"""

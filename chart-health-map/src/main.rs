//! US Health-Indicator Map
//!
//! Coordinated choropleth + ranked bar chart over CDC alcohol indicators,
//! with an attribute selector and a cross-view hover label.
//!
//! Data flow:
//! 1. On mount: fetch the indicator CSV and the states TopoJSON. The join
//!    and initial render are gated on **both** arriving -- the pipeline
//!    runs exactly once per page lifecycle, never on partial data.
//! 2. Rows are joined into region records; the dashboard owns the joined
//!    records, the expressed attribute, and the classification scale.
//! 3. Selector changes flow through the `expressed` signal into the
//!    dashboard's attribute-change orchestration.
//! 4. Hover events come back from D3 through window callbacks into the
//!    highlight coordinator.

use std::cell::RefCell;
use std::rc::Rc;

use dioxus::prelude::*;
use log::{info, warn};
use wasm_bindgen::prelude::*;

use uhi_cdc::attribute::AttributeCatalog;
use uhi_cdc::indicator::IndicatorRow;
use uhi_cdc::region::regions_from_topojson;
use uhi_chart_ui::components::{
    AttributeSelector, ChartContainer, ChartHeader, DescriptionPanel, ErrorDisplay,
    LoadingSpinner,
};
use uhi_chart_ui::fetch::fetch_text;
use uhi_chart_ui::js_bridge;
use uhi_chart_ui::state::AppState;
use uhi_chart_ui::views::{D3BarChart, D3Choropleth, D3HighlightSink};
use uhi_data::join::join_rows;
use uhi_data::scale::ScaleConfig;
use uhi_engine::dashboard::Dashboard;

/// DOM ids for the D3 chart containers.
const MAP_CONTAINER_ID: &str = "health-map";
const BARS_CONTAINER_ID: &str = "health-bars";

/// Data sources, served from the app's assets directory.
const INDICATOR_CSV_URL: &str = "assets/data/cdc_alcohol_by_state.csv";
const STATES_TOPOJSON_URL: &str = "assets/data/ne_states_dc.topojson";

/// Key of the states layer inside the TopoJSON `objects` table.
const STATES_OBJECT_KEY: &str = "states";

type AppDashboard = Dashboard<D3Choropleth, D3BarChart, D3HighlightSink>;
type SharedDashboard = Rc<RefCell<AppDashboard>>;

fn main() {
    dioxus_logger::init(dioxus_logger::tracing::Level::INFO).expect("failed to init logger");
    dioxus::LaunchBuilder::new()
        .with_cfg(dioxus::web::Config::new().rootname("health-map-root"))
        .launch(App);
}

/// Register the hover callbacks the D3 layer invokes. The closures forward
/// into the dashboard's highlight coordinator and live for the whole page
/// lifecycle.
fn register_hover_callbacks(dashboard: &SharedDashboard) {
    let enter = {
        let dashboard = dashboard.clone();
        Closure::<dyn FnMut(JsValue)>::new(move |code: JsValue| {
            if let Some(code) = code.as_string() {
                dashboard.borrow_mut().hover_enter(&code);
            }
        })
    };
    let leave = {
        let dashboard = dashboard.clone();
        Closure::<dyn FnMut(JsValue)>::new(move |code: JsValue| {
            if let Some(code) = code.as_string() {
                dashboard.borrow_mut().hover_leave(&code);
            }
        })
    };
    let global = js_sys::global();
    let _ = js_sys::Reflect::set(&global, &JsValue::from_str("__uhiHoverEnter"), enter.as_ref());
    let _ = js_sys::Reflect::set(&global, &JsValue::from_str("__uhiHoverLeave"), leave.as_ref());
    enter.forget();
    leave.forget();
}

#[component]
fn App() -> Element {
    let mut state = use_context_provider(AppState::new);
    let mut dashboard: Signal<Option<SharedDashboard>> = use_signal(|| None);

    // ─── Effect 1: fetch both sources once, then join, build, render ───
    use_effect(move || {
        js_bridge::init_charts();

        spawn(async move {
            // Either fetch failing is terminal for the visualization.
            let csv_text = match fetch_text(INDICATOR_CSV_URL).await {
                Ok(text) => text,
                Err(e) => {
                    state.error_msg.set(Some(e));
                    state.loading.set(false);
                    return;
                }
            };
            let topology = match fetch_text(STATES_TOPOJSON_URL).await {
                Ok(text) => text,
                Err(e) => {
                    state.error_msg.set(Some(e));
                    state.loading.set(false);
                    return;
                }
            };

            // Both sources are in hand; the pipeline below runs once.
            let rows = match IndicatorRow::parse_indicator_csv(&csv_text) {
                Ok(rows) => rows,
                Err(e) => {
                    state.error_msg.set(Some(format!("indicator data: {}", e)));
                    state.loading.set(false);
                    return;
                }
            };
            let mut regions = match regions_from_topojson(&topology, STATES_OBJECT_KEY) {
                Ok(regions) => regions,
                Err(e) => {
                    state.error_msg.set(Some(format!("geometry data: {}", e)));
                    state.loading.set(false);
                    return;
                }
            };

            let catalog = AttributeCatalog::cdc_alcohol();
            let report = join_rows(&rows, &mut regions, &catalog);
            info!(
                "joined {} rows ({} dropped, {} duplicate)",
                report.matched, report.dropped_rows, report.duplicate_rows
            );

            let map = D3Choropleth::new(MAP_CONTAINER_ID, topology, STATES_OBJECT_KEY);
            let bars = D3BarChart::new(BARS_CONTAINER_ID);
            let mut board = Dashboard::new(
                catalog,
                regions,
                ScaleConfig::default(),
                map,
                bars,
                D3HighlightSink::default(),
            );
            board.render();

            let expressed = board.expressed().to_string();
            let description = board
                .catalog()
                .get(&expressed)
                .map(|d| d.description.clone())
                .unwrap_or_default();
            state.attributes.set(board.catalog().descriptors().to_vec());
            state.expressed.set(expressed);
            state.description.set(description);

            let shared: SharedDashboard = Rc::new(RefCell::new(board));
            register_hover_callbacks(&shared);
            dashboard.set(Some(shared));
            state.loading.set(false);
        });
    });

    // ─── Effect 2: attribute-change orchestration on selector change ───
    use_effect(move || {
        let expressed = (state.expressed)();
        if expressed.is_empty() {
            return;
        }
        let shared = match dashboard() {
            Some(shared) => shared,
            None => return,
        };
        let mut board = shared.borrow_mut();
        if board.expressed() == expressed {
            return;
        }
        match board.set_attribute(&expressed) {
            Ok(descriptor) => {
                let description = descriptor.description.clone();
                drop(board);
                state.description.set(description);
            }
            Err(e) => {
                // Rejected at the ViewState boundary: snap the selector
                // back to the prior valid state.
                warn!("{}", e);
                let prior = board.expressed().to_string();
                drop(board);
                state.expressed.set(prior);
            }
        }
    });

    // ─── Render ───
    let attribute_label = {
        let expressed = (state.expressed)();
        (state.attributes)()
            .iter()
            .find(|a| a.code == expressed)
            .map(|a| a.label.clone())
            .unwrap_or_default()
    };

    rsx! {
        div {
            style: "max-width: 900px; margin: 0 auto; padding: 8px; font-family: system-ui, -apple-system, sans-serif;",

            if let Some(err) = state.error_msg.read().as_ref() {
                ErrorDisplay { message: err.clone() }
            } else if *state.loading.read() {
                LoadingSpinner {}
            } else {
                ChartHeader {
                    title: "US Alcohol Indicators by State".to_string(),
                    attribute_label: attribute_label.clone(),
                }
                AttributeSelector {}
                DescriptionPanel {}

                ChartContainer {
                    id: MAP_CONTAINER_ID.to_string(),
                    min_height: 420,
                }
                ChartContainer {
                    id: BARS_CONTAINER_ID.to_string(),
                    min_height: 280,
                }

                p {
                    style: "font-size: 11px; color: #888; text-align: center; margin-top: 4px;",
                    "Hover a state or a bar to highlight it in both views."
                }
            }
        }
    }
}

"""

• _Goal of the exercise_:
The answer should reproduce each entry above in full.

• _Response area_:
filename chart-health-map/src/main.rs
//! US Health-Indicator Map
//!
//! Coordinated choropleth + ranked bar chart over CDC alcohol indicators,
//! with an attribute selector and a cross-view hover label.
//!
//! Data flow:
//! 1. On mount: fetch the indicator CSV and the states TopoJSON. The join
//!    and initial render are gated on **both** arriving -- the pipeline
//!    runs exactly once per page lifecycle, never on partial data.
//! 2. Rows are joined into region records; the dashboard owns the joined
//!    records, the expressed attribute, and the classification scale.
//! 3. Selector changes flow through the `expressed` signal into the
//!    dashboard's attribute-change orchestration.
//! 4. Hover events come back from D3 through window callbacks into the
//!    highlight coordinator.

use std::cell::RefCell;
use std::rc::Rc;

use dioxus::prelude::*;
use log::{info, warn};
use wasm_bindgen::prelude::*;

use uhi_cdc::attribute::AttributeCatalog;
use uhi_cdc::indicator::IndicatorRow;
use uhi_cdc::region::regions_from_topojson;
use uhi_chart_ui::components::{
    AttributeSelector, ChartContainer, ChartHeader, DescriptionPanel, ErrorDisplay,
    LoadingSpinner,
};
use uhi_chart_ui::fetch::fetch_text;
use uhi_chart_ui::js_bridge;
use uhi_chart_ui::state::AppState;
use uhi_chart_ui::views::{D3BarChart, D3Choropleth, D3HighlightSink};
use uhi_data::join::join_rows;
use uhi_data::scale::ScaleConfig;
use uhi_engine::dashboard::Dashboard;

/// DOM ids for the D3 chart containers.
const MAP_CONTAINER_ID: &str = "health-map";
const BARS_CONTAINER_ID: &str = "health-bars";

/// Data sources, served from the app's assets directory.
const INDICATOR_CSV_URL: &str = "assets/data/cdc_alcohol_by_state.csv";
const STATES_TOPOJSON_URL: &str = "assets/data/ne_states_dc.topojson";

/// Key of the states layer inside the TopoJSON `objects` table.
const STATES_OBJECT_KEY: &str = "states";

type AppDashboard = Dashboard<D3Choropleth, D3BarChart, D3HighlightSink>;
type SharedDashboard = Rc<RefCell<AppDashboard>>;

fn main() {
    dioxus_logger::init(dioxus_logger::tracing::Level::INFO).expect("failed to init logger");
    dioxus::LaunchBuilder::new()
        .with_cfg(dioxus::web::Config::new().rootname("health-map-root"))
        .launch(App);
}

/// Register the hover callbacks the D3 layer invokes. The closures forward
/// into the dashboard's highlight coordinator and live for the whole page
/// lifecycle.
fn register_hover_callbacks(dashboard: &SharedDashboard) {
    let enter = {
        let dashboard = dashboard.clone();
        Closure::<dyn FnMut(JsValue)>::new(move |code: JsValue| {
            if let Some(code) = code.as_string() {
                dashboard.borrow_mut().hover_enter(&code);
            }
        })
    };
    let leave = {
        let dashboard = dashboard.clone();
        Closure::<dyn FnMut(JsValue)>::new(move |code: JsValue| {
            if let Some(code) = code.as_string() {
                dashboard.borrow_mut().hover_leave(&code);
            }
        })
    };
    let global = js_sys::global();
    let _ = js_sys::Reflect::set(&global, &JsValue::from_str("__uhiHoverEnter"), enter.as_ref());
    let _ = js_sys::Reflect::set(&global, &JsValue::from_str("__uhiHoverLeave"), leave.as_ref());
    enter.forget();
    leave.forget();
}

#[component]
fn App() -> Element {
    let mut state = use_context_provider(AppState::new);
    let mut dashboard: Signal<Option<SharedDashboard>> = use_signal(|| None);

    // ─── Effect 1: fetch both sources once, then join, build, render ───
    use_effect(move || {
        js_bridge::init_charts();

        spawn(async move {
            // Either fetch failing is terminal for the visualization.
            let csv_text = match fetch_text(INDICATOR_CSV_URL).await {
                Ok(text) => text,
                Err(e) => {
                    state.error_msg.set(Some(e));
                    state.loading.set(false);
                    return;
                }
            };
            let topology = match fetch_text(STATES_TOPOJSON_URL).await {
                Ok(text) => text,
                Err(e) => {
                    state.error_msg.set(Some(e));
                    state.loading.set(false);
                    return;
                }
            };

            // Both sources are in hand; the pipeline below runs once.
            let rows = match IndicatorRow::parse_indicator_csv(&csv_text) {
                Ok(rows) => rows,
                Err(e) => {
                    state.error_msg.set(Some(format!("indicator data: {}", e)));
                    state.loading.set(false);
                    return;
                }
            };
            let mut regions = match regions_from_topojson(&topology, STATES_OBJECT_KEY) {
                Ok(regions) => regions,
                Err(e) => {
                    state.error_msg.set(Some(format!("geometry data: {}", e)));
                    state.loading.set(false);
                    return;
                }
            };

            let catalog = AttributeCatalog::cdc_alcohol();
            let report = join_rows(&rows, &mut regions, &catalog);
            info!(
                "joined {} rows ({} dropped, {} duplicate)",
                report.matched, report.dropped_rows, report.duplicate_rows
            );

            let map = D3Choropleth::new(MAP_CONTAINER_ID, topology, STATES_OBJECT_KEY);
            let bars = D3BarChart::new(BARS_CONTAINER_ID);
            let mut board = Dashboard::new(
                catalog,
                regions,
                ScaleConfig::default(),
                map,
                bars,
                D3HighlightSink::default(),
            );
            board.render();

            let expressed = board.expressed().to_string();
            let description = board
                .catalog()
                .get(&expressed)
                .map(|d| d.description.clone())
                .unwrap_or_default();
            state.attributes.set(board.catalog().descriptors().to_vec());
            state.expressed.set(expressed);
            state.description.set(description);

            let shared: SharedDashboard = Rc::new(RefCell::new(board));
            register_hover_callbacks(&shared);
            dashboard.set(Some(shared));
            state.loading.set(false);
        });
    });

    // ─── Effect 2: attribute-change orchestration on selector change ───
    use_effect(move || {
        let expressed = (state.expressed)();
        if expressed.is_empty() {
            return;
        }
        let shared = match dashboard() {
            Some(shared) => shared,
            None => return,
        };
        let mut board = shared.borrow_mut();
        if board.expressed() == expressed {
            return;
        }
        match board.set_attribute(&expressed) {
            Ok(descriptor) => {
                let description = descriptor.description.clone();
                drop(board);
                state.description.set(description);
            }
            Err(e) => {
                // Rejected at the ViewState boundary: snap the selector
                // back to the prior valid state.
                warn!("{}", e);
                let prior = board.expressed().to_string();
                drop(board);
                state.expressed.set(prior);
            }
        }
    });

    // ─── Render ───
    let attribute_label = {
        let expressed = (state.expressed)();
        (state.attributes)()
            .iter()
            .find(|a| a.code == expressed)
            .map(|a| a.label.clone())
            .unwrap_or_default()
    };

    rsx! {
        div {
            style: "max-width: 900px; margin: 0 auto; padding: 8px; font-family: system-ui, -apple-system, sans-serif;",

            if let Some(err) = state.error_msg.read().as_ref() {
                ErrorDisplay { message: err.clone() }
            } else if *state.loading.read() {
                LoadingSpinner {}
            } else {
                ChartHeader {
                    title: "US Alcohol Indicators by State".to_string(),
                    attribute_label: attribute_label.clone(),
                }
                AttributeSelector {}
                DescriptionPanel {}

                ChartContainer {
                    id: MAP_CONTAINER_ID.to_string(),
                    min_height: 420,
                }
                ChartContainer {
                    id: BARS_CONTAINER_ID.to_string(),
                    min_height: 280,
                }

                p {
                    style: "font-size: 11px; color: #888; text-align: center; margin-top: 4px;",
                    "Hover a state or a bar to highlight it in both views."
                }
            }
        }
    }
}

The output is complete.